The problem:
Filter the entries for lines with the word "when".

(Dataset entries)
:::
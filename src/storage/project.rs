//! Project management
//!
//! Handles project initialization and provides access to stores.

use std::fs;
use std::path::{Path, PathBuf};

use anyhow::{Context, Result};
use thiserror::Error;

use super::{Config, GoalStore, TaskStore};

#[derive(Debug, Error)]
pub enum ProjectError {
    #[error("Project already exists at {0}")]
    AlreadyExists(PathBuf),

    #[error("Not in a replan project. Run 'replan init' first.")]
    NotInProject,
}

/// A Replan project
#[derive(Debug)]
pub struct Project {
    root: PathBuf,
    config: Config,
}

impl Project {
    /// Opens an existing project at the given path
    pub fn open(root: impl Into<PathBuf>) -> Result<Self> {
        let root = root.into();
        let replan_dir = root.join(".replan");

        if !replan_dir.is_dir() {
            return Err(ProjectError::NotInProject.into());
        }

        let config = Config::for_project(&root)?;

        Ok(Self { root, config })
    }

    /// Opens the project at the current directory or a parent
    pub fn open_current() -> Result<Self> {
        let root = Config::find_project_root().ok_or(ProjectError::NotInProject)?;

        Self::open(root)
    }

    /// Initializes a new project at the given path
    pub fn init(root: impl Into<PathBuf>) -> Result<Self> {
        let root = root.into();
        let replan_dir = root.join(".replan");

        if replan_dir.is_dir() {
            return Err(ProjectError::AlreadyExists(replan_dir).into());
        }

        fs::create_dir_all(&replan_dir).with_context(|| {
            format!("Failed to create .replan directory: {}", replan_dir.display())
        })?;

        let goals_dir = replan_dir.join("goals");
        fs::create_dir_all(&goals_dir).with_context(|| {
            format!("Failed to create goals directory: {}", goals_dir.display())
        })?;

        let tasks_path = replan_dir.join("tasks.jsonl");
        if !tasks_path.exists() {
            fs::write(&tasks_path, "").with_context(|| {
                format!("Failed to create task store: {}", tasks_path.display())
            })?;
        }

        let config_path = replan_dir.join("config.toml");
        if !config_path.exists() {
            let default_config = r#"# Replan configuration

# Goal assumed when a command omits one
# default_goal = "g-1234567"

# Seconds to wait for the store lock when committing a preview
commit_timeout_secs = 5
"#;
            fs::write(&config_path, default_config)
                .with_context(|| format!("Failed to write config: {}", config_path.display()))?;
        }

        Self::open(root)
    }

    /// Returns the project root directory
    pub fn root(&self) -> &Path {
        &self.root
    }

    /// Returns the project configuration
    pub fn config(&self) -> &Config {
        &self.config
    }

    /// Returns the task store for this project
    pub fn task_store(&self) -> TaskStore {
        TaskStore::for_project(&self.root)
    }

    /// Returns the goal store for this project
    pub fn goal_store(&self) -> GoalStore {
        GoalStore::for_project(&self.root)
    }
}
:::
Result:
# Goal assumed when a command omits one
# Seconds to wait for the store lock when committing a preview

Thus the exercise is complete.